7 1.4 Motivasi Penelitian Investigasi terhadap relevansi nilai komponen OCI penting dilakukan karena beberapa alasan berikut ini: Pertama, fokus dalam analisis relevansi nilai adalah dua dari lima komponen OCI yang diwajibkan oleh standar, yaitu (1) keuntungan/kerugian yang timbul dari penjabaran laporan keuangan dari kegiatan usaha di luar negeri dan (2) keuntungan atau kerugian atas perubahan nilai wajar pada aset keuangan tersedia untuk dijual. Alasannya, dua komponen tersebut merupakan komponen yang substansial dan paling sering dilaporkan (Louis, 2003; Bratten, Causholli, dan Khan, 2016; Chambers et al, 2007). Kedua, perlu investigasi menggunakan data OCI pada periode setelah standar berlaku (as reported). Dalam Chambers et al. (2007), studi-studi terdahulu banyak yang menggunakan pendekatan as-if-reported akibatnya memperbesar kemungkinan kesalahan penarikan kesimpulan. Ketiga, dua penelitian sebelumnya yaitu Bratten, Causholli, dan Khan (2016) dan Dhaliwal, Subramanyam, dan Trezevant (1999) hanya dilakukan pada perusahaan di sektor perbankan, sehingga perlu diuji validitasnya di perusahaan non perbankan yang tidak langsung terkena dampak nilai wajar. Volatilitas OCI di industri manufaktur lebih rendah daripada industri keuangan sehingga analis jarang memperhatikan bagian OCI terlebih jika disajikan dalam format laporan ekuitas pemilik (McDaniel, 2000). Oleh karena itu, perlu diuji kembali hasilnya pada industri di luar keuangan.
8 1.5 Kontribusi Penelitian Berdasarkan tujuan penelitian yang telah dijabarkan di atas, penelitian ini diharapkan memberikan kontribusi baik secara teoritis maupun praktis. Manfaat yang diperoleh dari penulisan ini adalah sebagai berikut. 1. Bagi regulator, penelitian ini diharapkan memberikan informasi tambahan dalam menyusun standar baru atau memperbaiki standar yang sudah ada. Jika komponen OCI tidak memiliki relevansi nilai, maka adopsi IAS 1 sesungguhnya tidak perlu. 2. Bagi akademisi, penelitian ini diharapkan dapat memberikan informasi empiris tambahan dan memberikan tambahan referensi literatur terkait relevansi nilai komponen OCI. 3. Bagi investor, penelitian ini diharapkan dapat memberikan informasi tambahan dalam analisis laporan keuangan untuk kepentingan pengambilan keputusan investasi. Investor dapat menggunakan informasi OCI dan komponennya untuk memprediksi aliran kas di masa depan. 1.6 Sistematika Penulisan Sistematika penulisan laporan penelitian ini sebagai berikut. BAB I: PENDAHULUAN; berisi latar belakang, rumusan masalah, pertanyaan penelitian, tujuan penelitian, manfaat penelitian, ruang lingkup dan batasan penelitian, serta sistematika penulisan. BAB II: TINJAUAN PUSTAKA; terdiri dari landasan teori yang digunakan peneliti, penelitian terdahulu, dan pengembangan hipotesis.

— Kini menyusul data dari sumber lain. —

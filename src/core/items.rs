//! Transaction line items and the per-drug arithmetic used by reconciliation.
//!
//! Item lists are not unique by drug name. Quantities are always summed per drug
//! before diffing, so a repeated name is never double-applied.

use crate::errors::{Error, Result};
use serde::{Deserialize, Serialize};
use std::collections::BTreeMap;

/// Per-drug quantities keyed by drug name.
pub type DrugQuantities = BTreeMap<String, i64>;

/// One `{drug_name, quantity}` entry of a purchase or sale.
#[derive(Debug, Clone, PartialEq, Eq, Serialize, Deserialize)]
pub struct LineItem {
    /// Name of the referenced drug
    pub drug_name: String,
    /// Units moved
    pub quantity: i64,
}

impl LineItem {
    /// Convenience constructor.
    pub fn new(drug_name: impl Into<String>, quantity: i64) -> Self {
        Self {
            drug_name: drug_name.into(),
            quantity,
        }
    }
}

/// Rejects blank drug names and non-positive quantities.
pub fn validate_items(items: &[LineItem]) -> Result<()> {
    for (index, item) in items.iter().enumerate() {
        if item.drug_name.trim().is_empty() {
            return Err(Error::validation(format!(
                "item {index}: drug name cannot be empty"
            )));
        }
        if item.quantity <= 0 {
            return Err(Error::validation(format!(
                "item {index} ({}): quantity must be positive, got {}",
                item.drug_name, item.quantity
            )));
        }
    }
    Ok(())
}

/// Sums quantities per drug name.
#[must_use]
pub fn aggregate(items: &[LineItem]) -> DrugQuantities {
    let mut totals = DrugQuantities::new();
    for item in items {
        *totals.entry(item.drug_name.clone()).or_insert(0) += item.quantity;
    }
    totals
}

/// Net per-drug change needed to go from `old` to `new`.
///
/// Drugs only in `old` come out as `-old`. Unchanged drugs are omitted.
#[must_use]
pub fn diff(old: &DrugQuantities, new: &DrugQuantities) -> DrugQuantities {
    let mut changes = DrugQuantities::new();
    for (drug, &new_qty) in new {
        let old_qty = old.get(drug).copied().unwrap_or(0);
        if new_qty != old_qty {
            changes.insert(drug.clone(), new_qty - old_qty);
        }
    }
    for (drug, &old_qty) in old {
        if !new.contains_key(drug) && old_qty != 0 {
            changes.insert(drug.clone(), -old_qty);
        }
    }
    changes
}

/// Flips the sign of every quantity.
#[must_use]
pub fn negate(quantities: DrugQuantities) -> DrugQuantities {
    quantities
        .into_iter()
        .map(|(drug, qty)| (drug, -qty))
        .collect()
}
/// The `limit` most recent purchases, without items.
pub async fn recent_purchases<C>(db: &C, limit: u64) -> Result<Vec<purchase::Model>>
where
    C: ConnectionTrait,
{
    Purchase::find()
        .order_by_desc(purchase::Column::Date)
        .order_by_desc(purchase::Column::Id)
        .limit(limit)
        .all(db)
        .await
        .map_err(Into::into)
}

/// Totals spent and purchase counts per status.
pub async fn purchase_overview<C>(db: &C) -> Result<PurchaseOverview>
where
    C: ConnectionTrait,
{
    let total_spent: Option<f64> = Purchase::find()
        .select_only()
        .column_as(purchase::Column::TotalPrice.sum(), "total_spent")
        .into_tuple::<Option<f64>>()
        .one(db)
        .await?
        .flatten();

    let count_status = |status: PurchaseStatus| {
        Purchase::find()
            .filter(purchase::Column::Status.eq(status))
            .count(db)
    };

    Ok(PurchaseOverview {
        total_spent: total_spent.unwrap_or(0.0),
        completed: count_status(PurchaseStatus::Completed).await?,
        pending: count_status(PurchaseStatus::Pending).await?,
        on_delivery: count_status(PurchaseStatus::OnDelivery).await?,
    })
}

#[cfg(test)]
mod tests {
    #![allow(clippy::unwrap_used)]
    #![allow(clippy::float_cmp)]
    use super::*;
    use crate::test_utils::*;
    use chrono::TimeZone;
    use sea_orm::{DatabaseBackend, MockDatabase};

    fn at(day: u32, hour: u32) -> DateTime<Utc> {
        Utc.with_ymd_and_hms(2024, 1, day, hour, 0, 0).unwrap()
    }

    fn quantities(pairs: &[(&str, i64)]) -> DrugQuantities {
        pairs.iter().map(|(d, q)| ((*d).to_string(), *q)).collect()
    }

    #[test]
    fn test_status_parse_and_display() {
        assert_eq!(
            "On Delivery".parse::<PurchaseStatus>().unwrap(),
            PurchaseStatus::OnDelivery
        );
        assert_eq!(PurchaseStatus::Completed.to_string(), "Completed");
        assert!(matches!(
            "Shipped".parse::<PurchaseStatus>(),
            Err(Error::Validation { .. })
        ));
    }

    #[test]
    fn test_stock_effect_table() {
        use PurchaseStatus::{Completed, OnDelivery, Pending};
        assert_eq!(stock_effect(Pending, Completed), StockEffect::ApplyItems);
        assert_eq!(stock_effect(OnDelivery, Completed), StockEffect::ApplyItems);
        assert_eq!(stock_effect(Completed, Pending), StockEffect::ReverseItems);
        assert_eq!(stock_effect(Completed, OnDelivery), StockEffect::ReverseItems);
        assert_eq!(stock_effect(Pending, OnDelivery), StockEffect::None);
        assert_eq!(stock_effect(OnDelivery, Pending), StockEffect::None);
        assert_eq!(stock_effect(Completed, Completed), StockEffect::None);
        assert_eq!(stock_effect(Pending, Pending), StockEffect::None);
    }

    #[test]
    fn test_reconcile_nets_transition_and_item_change() {
        use PurchaseStatus::{Completed, Pending};
        let old = vec![LineItem::new("A", 5)];
        let new = vec![LineItem::new("A", 3), LineItem::new("B", 2)];

        // Becoming Completed applies only the new items, never old + diff
        assert_eq!(
            reconcile(Pending, Completed, &old, Some(&new)),
            quantities(&[("A", 3), ("B", 2)])
        );
        assert_eq!(
            reconcile(Pending, Completed, &old, None),
            quantities(&[("A", 5)])
        );
        assert_eq!(
            reconcile(Completed, Pending, &old, Some(&new)),
            quantities(&[("A", -5)])
        );
        assert_eq!(
            reconcile(Completed, Completed, &old, Some(&new)),
            quantities(&[("A", -2), ("B", 2)])
        );
        assert!(reconcile(Completed, Completed, &old, None).is_empty());
        assert!(reconcile(Pending, Pending, &old, Some(&new)).is_empty());
    }

    #[tokio::test]
    async fn test_create_rejects_bad_input_before_storage() -> Result<()> {
        let db = MockDatabase::new(DatabaseBackend::Sqlite).into_connection();
        let calendar = test_calendar();

        let bad_items = purchase_input(at(15, 3), PurchaseStatus::Completed, vec![LineItem::new("A", 0)]);
        let result = create_purchase(&db, &calendar, bad_items).await;
        assert!(matches!(result.unwrap_err(), Error::Validation { .. }));

        let mut blank_supplier =
            purchase_input(at(15, 3), PurchaseStatus::Completed, vec![LineItem::new("A", 1)]);
        blank_supplier.supplier_name = "  ".to_string();
        let result = create_purchase(&db, &calendar, blank_supplier).await;
        assert!(matches!(result.unwrap_err(), Error::Validation { .. }));

        Ok(())
    }

    #[tokio::test]
    async fn test_completed_create_then_delete_restores_stock() -> Result<()> {
        let db = setup_test_db().await?;
        let calendar = test_calendar();
        create_test_drug(&db, "Paracetamol", 10).await?;
        create_test_drug(&db, "Amoxicillin", 4).await?;

        let created = create_purchase(
            &db,
            &calendar,
            purchase_input(
                at(15, 3),
                PurchaseStatus::Completed,
                vec![
                    LineItem::new("Paracetamol", 20),
                    LineItem::new("Amoxicillin", 6),
                ],
            ),
        )
        .await?;

        assert_eq!(created.purchase.invoice, "INV-P-20240115-01");
        assert_eq!(created.purchase.total_price, 26_000.0);
        assert_eq!(stock_of(&db, "Paracetamol").await?, 30);
        assert_eq!(stock_of(&db, "Amoxicillin").await?, 10);

        let reversal = delete_purchase(&db, created.purchase.id).await?;
        assert_eq!(reversal.invoice, "INV-P-20240115-01");
        assert_eq!(reversal.stock_changes.len(), 2);
        assert_eq!(stock_of(&db, "Paracetamol").await?, 10);
        assert_eq!(stock_of(&db, "Amoxicillin").await?, 4);

        assert!(matches!(
            get_purchase(&db, created.purchase.id).await.unwrap_err(),
            Error::PurchaseNotFound { .. }
        ));

        Ok(())
    }

    #[tokio::test]
    async fn test_pending_purchase_never_touches_stock() -> Result<()> {
        let db = setup_test_db().await?;
        let calendar = test_calendar();
        create_test_drug(&db, "Paracetamol", 10).await?;

        let created = create_purchase(
            &db,
            &calendar,
            purchase_input(at(15, 3), PurchaseStatus::Pending, vec![LineItem::new("Paracetamol", 5)]),
        )
        .await?;
        assert_eq!(stock_of(&db, "Paracetamol").await?, 10);

        let reversal = delete_purchase(&db, created.purchase.id).await?;
        assert!(reversal.stock_changes.is_empty());
        assert_eq!(stock_of(&db, "Paracetamol").await?, 10);

        Ok(())
    }

    #[tokio::test]
    async fn test_status_round_trip_is_net_zero() -> Result<()> {
        let db = setup_test_db().await?;
        let calendar = test_calendar();
        create_test_drug(&db, "Paracetamol", 10).await?;

        let created = create_purchase(
            &db,
            &calendar,
            purchase_input(at(15, 3), PurchaseStatus::Completed, vec![LineItem::new("Paracetamol", 5)]),
        )
        .await?;
        assert_eq!(stock_of(&db, "Paracetamol").await?, 15);

        let to_pending = PurchaseChanges {
            status: Some(PurchaseStatus::Pending),
            ..Default::default()
        };
        update_purchase(&db, created.purchase.id, to_pending).await?;
        assert_eq!(stock_of(&db, "Paracetamol").await?, 10);

        let back = PurchaseChanges {
            status: Some(PurchaseStatus::Completed),
            items: Some(vec![LineItem::new("Paracetamol", 5)]),
            ..Default::default()
        };
        let updated = update_purchase(&db, created.purchase.id, back).await?;
        assert_eq!(updated.purchase.status, PurchaseStatus::Completed);
        assert_eq!(stock_of(&db, "Paracetamol").await?, 15);

        Ok(())
    }

    #[tokio::test]
    async fn test_completing_with_new_items_applies_only_new_items() -> Result<()> {
        let db = setup_test_db().await?;
        let calendar = test_calendar();
        create_test_drug(&db, "A", 0).await?;
        create_test_drug(&db, "B", 0).await?;

        let created = create_purchase(
            &db,
            &calendar,
            purchase_input(at(15, 3), PurchaseStatus::OnDelivery, vec![LineItem::new("A", 5)]),
        )
        .await?;

        let changes = PurchaseChanges {
            status: Some(PurchaseStatus::Completed),
            items: Some(vec![LineItem::new("A", 3), LineItem::new("B", 2)]),
            ..Default::default()
        };
        let updated = update_purchase(&db, created.purchase.id, changes).await?;

        assert_eq!(stock_of(&db, "A").await?, 3);
        assert_eq!(stock_of(&db, "B").await?, 2);
        assert_eq!(updated.purchase.total_price, 5000.0);
        assert_eq!(updated.items.len(), 2);

        let stored = get_purchase(&db, created.purchase.id).await?;
        assert_eq!(stored.items, updated.items);

        Ok(())
    }

    #[tokio::test]
    async fn test_completed_item_edit_applies_diff_with_duplicates() -> Result<()> {
        let db = setup_test_db().await?;
        let calendar = test_calendar();
        create_test_drug(&db, "A", 0).await?;
        create_test_drug(&db, "B", 0).await?;

        let created = create_purchase(
            &db,
            &calendar,
            purchase_input(
                at(15, 3),
                PurchaseStatus::Completed,
                vec![LineItem::new("A", 2), LineItem::new("A", 3)],
            ),
        )
        .await?;
        assert_eq!(stock_of(&db, "A").await?, 5);

        let changes = PurchaseChanges {
            items: Some(vec![
                LineItem::new("A", 1),
                LineItem::new("B", 4),
                LineItem::new("A", 1),
            ]),
            ..Default::default()
        };
        update_purchase(&db, created.purchase.id, changes).await?;

        assert_eq!(stock_of(&db, "A").await?, 2);
        assert_eq!(stock_of(&db, "B").await?, 4);

        Ok(())
    }

    #[tokio::test]
    async fn test_update_without_items_keeps_total() -> Result<()> {
        let db = setup_test_db().await?;
        let calendar = test_calendar();
        create_test_drug(&db, "Paracetamol", 0).await?;

        let created = create_purchase(
            &db,
            &calendar,
            purchase_input(at(15, 3), PurchaseStatus::Pending, vec![LineItem::new("Paracetamol", 3)]),
        )
        .await?;

        let changes = PurchaseChanges {
            supplier_name: Some("PT Enseval".to_string()),
            ..Default::default()
        };
        let updated = update_purchase(&db, created.purchase.id, changes).await?;

        assert_eq!(updated.purchase.supplier_name, "PT Enseval");
        assert_eq!(updated.purchase.total_price, 3000.0);
        assert_eq!(updated.items, vec![LineItem::new("Paracetamol", 3)]);

        Ok(())
    }

    #[tokio::test]
    async fn test_unknown_drug_rolls_back_everything() -> Result<()> {
        let db = setup_test_db().await?;
        let calendar = test_calendar();
        create_test_drug(&db, "Paracetamol", 10).await?;

        let result = create_purchase(
            &db,
            &calendar,
            purchase_input(
                at(15, 3),
                PurchaseStatus::Completed,
                vec![LineItem::new("Paracetamol", 5), LineItem::new("Unobtainium", 1)],
            ),
        )
        .await;
        assert!(matches!(
            result.unwrap_err(),
            Error::DrugNotFound { name } if name == "Unobtainium"
        ));
        assert_eq!(stock_of(&db, "Paracetamol").await?, 10);
        assert!(recent_purchases(&db, 10).await?.is_empty());

        let created = create_purchase(
            &db,
            &calendar,
            purchase_input(at(15, 3), PurchaseStatus::Completed, vec![LineItem::new("Paracetamol", 5)]),
        )
        .await?;
        let changes = PurchaseChanges {
            items: Some(vec![LineItem::new("Unobtainium", 1)]),
            ..Default::default()
        };
        let result = update_purchase(&db, created.purchase.id, changes).await;
        assert!(result.unwrap_err().is_not_found());
        assert_eq!(stock_of(&db, "Paracetamol").await?, 15);

        Ok(())
    }

    #[tokio::test]
    async fn test_missing_purchase() -> Result<()> {
        let db = setup_test_db().await?;

        let result = update_purchase(&db, 42, PurchaseChanges::default()).await;
        assert!(matches!(result.unwrap_err(), Error::PurchaseNotFound { id: 42 }));
        let result = delete_purchase(&db, 42).await;
        assert!(matches!(result.unwrap_err(), Error::PurchaseNotFound { id: 42 }));

        Ok(())
    }

    #[tokio::test]
    async fn test_duplicate_explicit_invoice() -> Result<()> {
        let db = setup_test_db().await?;
        let calendar = test_calendar();
        create_test_drug(&db, "Paracetamol", 0).await?;

        let mut input =
            purchase_input(at(15, 3), PurchaseStatus::Completed, vec![LineItem::new("Paracetamol", 1)]);
        input.invoice = Some("INV-P-20240115-01".to_string());
        create_purchase(&db, &calendar, input.clone()).await?;

        let result = create_purchase(&db, &calendar, input).await;
        assert!(matches!(
            result.unwrap_err(),
            Error::UniqueConstraintViolation { .. }
        ));
        assert_eq!(stock_of(&db, "Paracetamol").await?, 1);

        Ok(())
    }

    #[tokio::test]
    async fn test_listing_and_overview() -> Result<()> {
        let db = setup_test_db().await?;
        let calendar = test_calendar();
        create_test_drug(&db, "Paracetamol", 0).await?;

        for (day, status) in [
            (15, PurchaseStatus::Completed),
            (15, PurchaseStatus::Pending),
            (16, PurchaseStatus::OnDelivery),
        ] {
            create_purchase(
                &db,
                &calendar,
                purchase_input(at(day, 3), status, vec![LineItem::new("Paracetamol", 2)]),
            )
            .await?;
        }

        let all = list_purchases(&db, &calendar, &PurchaseFilter::default()).await?;
        assert_eq!(all.len(), 3);
        assert_eq!(all[0].purchase.invoice, "INV-P-20240116-01");
        assert!(all.iter().all(|p| p.items == vec![LineItem::new("Paracetamol", 2)]));

        let filter = PurchaseFilter {
            date: NaiveDate::from_ymd_opt(2024, 1, 15),
            status: Some(PurchaseStatus::Pending),
        };
        let pending = list_purchases(&db, &calendar, &filter).await?;
        assert_eq!(pending.len(), 1);
        assert_eq!(pending[0].purchase.invoice, "INV-P-20240115-02");

        assert_eq!(recent_purchases(&db, 2).await?.len(), 2);

        let overview = purchase_overview(&db).await?;
        assert_eq!(
            overview,
            PurchaseOverview {
                total_spent: 6000.0,
                completed: 1,
                pending: 1,
                on_delivery: 1,
            }
        );

        Ok(())
    }
}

9 BAB III: METODE PENELITIAN; bab ini menjelaskan tentang populasi dan sampel, metode pengumpulan data, dan metode analisis data. BAB IV: HASIL PENELITIAN DAN PEMBAHASAN; berisi deskripsi data, pengujian hipotesis, dan pembahasan. BAB V: PENUTUP; berisi kesimpulan, keterbatasan penelitian, dan saran bagi penelitian selanjutnya.